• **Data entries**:
▼
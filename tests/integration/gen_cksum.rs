use crate::common::TestProject;
use crate::fixtures::{ARTIFACT, ARTIFACT_MD5};
use predicates::prelude::*;

#[test]
fn test_prints_uppercase_md5() {
    let project = TestProject::new().unwrap();
    project.write("target/app.jar", ARTIFACT).unwrap();

    project
        .command()
        .args(["gen-cksum", "--file-path", "target/app.jar"])
        .assert()
        .success()
        .stdout(format!("{ARTIFACT_MD5}\n"));
}

#[test]
fn test_missing_file() {
    let project = TestProject::new().unwrap();

    project
        .command()
        .args(["gen-cksum", "--file-path", "target/absent.jar"])
        .assert()
        .code(1)
        .stdout(predicate::str::is_empty())
        .stderr(predicate::str::contains("File not found: target/absent.jar"));
}
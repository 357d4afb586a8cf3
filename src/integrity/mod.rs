//! File integrity verification and repair.
//!
//! A local file is verified by comparing its MD5 digest with a reference
//! checksum published at a URL. When the digests differ the file can be
//! repaired from a reference copy, or a labelled copy of the reference can be
//! saved beside it for inspection.
//!
//! - [`checksum`] - Digest computation and comparison
//! - [`fetch`] - Retrieval of checksums and reference copies over `file`,
//!   `http` and `https`
//! - [`workflow`] - The verify-or-repair task
//!
//! # Examples
//!
//! ```rust,no_run
//! use project_util::integrity::{Fetcher, IntegrityOutcome, IntegrityRequest, verify_or_repair};
//! use std::time::Duration;
//!
//! # async fn example() -> project_util::core::Result<()> {
//! let fetcher = Fetcher::new(Duration::from_secs(30))?;
//! let request = IntegrityRequest {
//!     file: "target/app.jar".into(),
//!     checksum_url: "https://example.com/app.jar.md5".to_string(),
//!     reference_url: Some("https://example.com/app.jar".to_string()),
//!     replace_on_fail: true,
//! };
//!
//! match verify_or_repair(&request, &fetcher).await? {
//!     IntegrityOutcome::Verified => println!("up to date"),
//!     IntegrityOutcome::Replaced { path } => println!("replaced {}", path.display()),
//! }
//! # Ok(())
//! # }
//! ```

pub mod checksum;
pub mod fetch;
pub mod workflow;

pub use checksum::{checksums_match, compute_checksum, normalize_checksum};
pub use fetch::Fetcher;
pub use workflow::{
    IntegrityOutcome, IntegrityRequest, Verification, reference_copy_path, verify,
    verify_or_repair,
};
▲
• **Prompt**:
Return every line of the preceding records in which the word "IntegrityOutcome" appears.

• **Output of the task**:
//! use project_util::integrity::{Fetcher, IntegrityOutcome, IntegrityRequest, verify_or_repair};
//!     IntegrityOutcome::Verified => println!("up to date"),
//!     IntegrityOutcome::Replaced { path } => println!("replaced {}", path.display()),
    IntegrityOutcome, IntegrityRequest, Verification, reference_copy_path, verify,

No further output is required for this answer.